Two charges q and –3q are placed fixed on x-axis separated by distance ‘d'. where should a third charge 2q be placed such that it will not experience any force
Answers
Hey!!
Here is your answer -
Following Coulomb's Law:
F = k×q1×q2/d^2
Where,
q1 is charge 1
q2 is charge 2
k is a constant
And d is the distance between the 2 charges
We want the forces to be equal, so F1 =F2
F1= k×q1×q2/d1^2
F2 = k×q3×q2/d2^2
The k and q2 terms cancel out, we end up with:
q1/d1^2 = q3/d2^2
Take both d to one side and the q to another, So the ratio of the distances will be:
d1/d2= sqrt(3)/3 (notice that I removed the minus sign because it only means that q3 and q2 attract)
Now to the final solution.
We know they all lie on x- axis and that q1 and q2 will repel and q3 and q2 will attract.
This means that q1 is between q2 and q3, to ensure zero force on q2. (Because if q2 is between q1 and q3, the force will be to the direction of q3 since q3 pulls it and q1 pushes it away).
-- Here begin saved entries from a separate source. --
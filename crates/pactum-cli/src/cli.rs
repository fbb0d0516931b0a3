//! CLI command definitions and argument parsing.

use clap::{Parser, Subcommand};
use std::path::PathBuf;

/// Pactum CLI - Split contracts into typed chunks and extract their metadata.
#[derive(Debug, Parser)]
#[command(name = "pactum")]
#[command(version, about, long_about = None)]
pub struct Cli {
    /// Output format
    #[arg(short, long, value_enum, global = true, default_value = "table")]
    pub format: CliFormat,

    /// Disable colored output
    #[arg(long, global = true)]
    pub no_color: bool,

    /// Parser configuration file (TOML)
    #[arg(short, long, global = true)]
    pub config: Option<PathBuf>,

    /// Ollama model; without one every stage runs on its rule-based fallback
    #[arg(short, long, global = true, env = "PACTUM_MODEL")]
    pub model: Option<String>,

    /// Ollama endpoint
    #[arg(
        long,
        global = true,
        env = "PACTUM_OLLAMA_URL",
        default_value = pactum_llm::ollama::DEFAULT_ENDPOINT
    )]
    pub ollama_url: String,

    /// Verbose logging (debug level)
    #[arg(short, long, global = true)]
    pub verbose: bool,

    #[command(subcommand)]
    pub command: Command,
}

/// Output format options.
#[derive(Debug, Clone, Copy, clap::ValueEnum)]
pub enum CliFormat {
    /// Table format (default)
    Table,
    /// JSON format
    Json,
    /// Quiet format (titles and chunk types only)
    Quiet,
}

/// CLI commands.
#[derive(Debug, Subcommand)]
pub enum Command {
    /// Extract contract metadata
    Parse(DocumentArgs),

    /// Split a contract into typed chunks
    Chunk(DocumentArgs),

    /// Extract metadata and chunks in one pass
    Process(DocumentArgs),

    /// Print the effective parser configuration
    Config(ConfigArgs),
}

/// Arguments for the document commands.
#[derive(Debug, Parser)]
pub struct DocumentArgs {
    /// Contract file (plain text)
    pub file: PathBuf,

    /// Classify chunks with keyword heuristics when no model answers
    #[arg(long)]
    pub heuristic: bool,
}

/// Arguments for the config command.
#[derive(Debug, Parser)]
pub struct ConfigArgs {
    /// Start from a preset instead of the defaults
    #[arg(short, long, value_enum)]
    pub preset: Option<PresetArg>,
}

/// Configuration presets.
#[derive(Debug, Clone, Copy, PartialEq, Eq, clap::ValueEnum)]
pub enum PresetArg {
    /// Balanced defaults
    Default,
    /// Smaller prompts, short timeouts
    Aggressive,
    /// Larger prompts, long timeouts
    Lenient,
}

impl From<CliFormat> for crate::config::OutputFormat {
    fn from(format: CliFormat) -> Self {
        match format {
            CliFormat::Table => crate::config::OutputFormat::Table,
            CliFormat::Json => crate::config::OutputFormat::Json,
            CliFormat::Quiet => crate::config::OutputFormat::Quiet,
        }
    }
}

impl From<PresetArg> for pactum_parser::ParserConfig {
    fn from(preset: PresetArg) -> Self {
        match preset {
            PresetArg::Default => pactum_parser::ParserConfig::default(),
            PresetArg::Aggressive => pactum_parser::ParserConfig::aggressive(),
            PresetArg::Lenient => pactum_parser::ParserConfig::lenient(),
        }
    }
}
So lets assume q1 location is our reference point, the distance between q1 and q2 is d1
And we know that the distance between q1 and q3 is d (given in the question)
This means d2 = d1 +d
So our equation will be
d1/(d1+d) = 0.577 (roughly)
So d1 = 0.577×d1 + 0.577×d
d1 - 0.577×d1=0.577×d
0.423×d1=0.577×d
d1= 1.364×d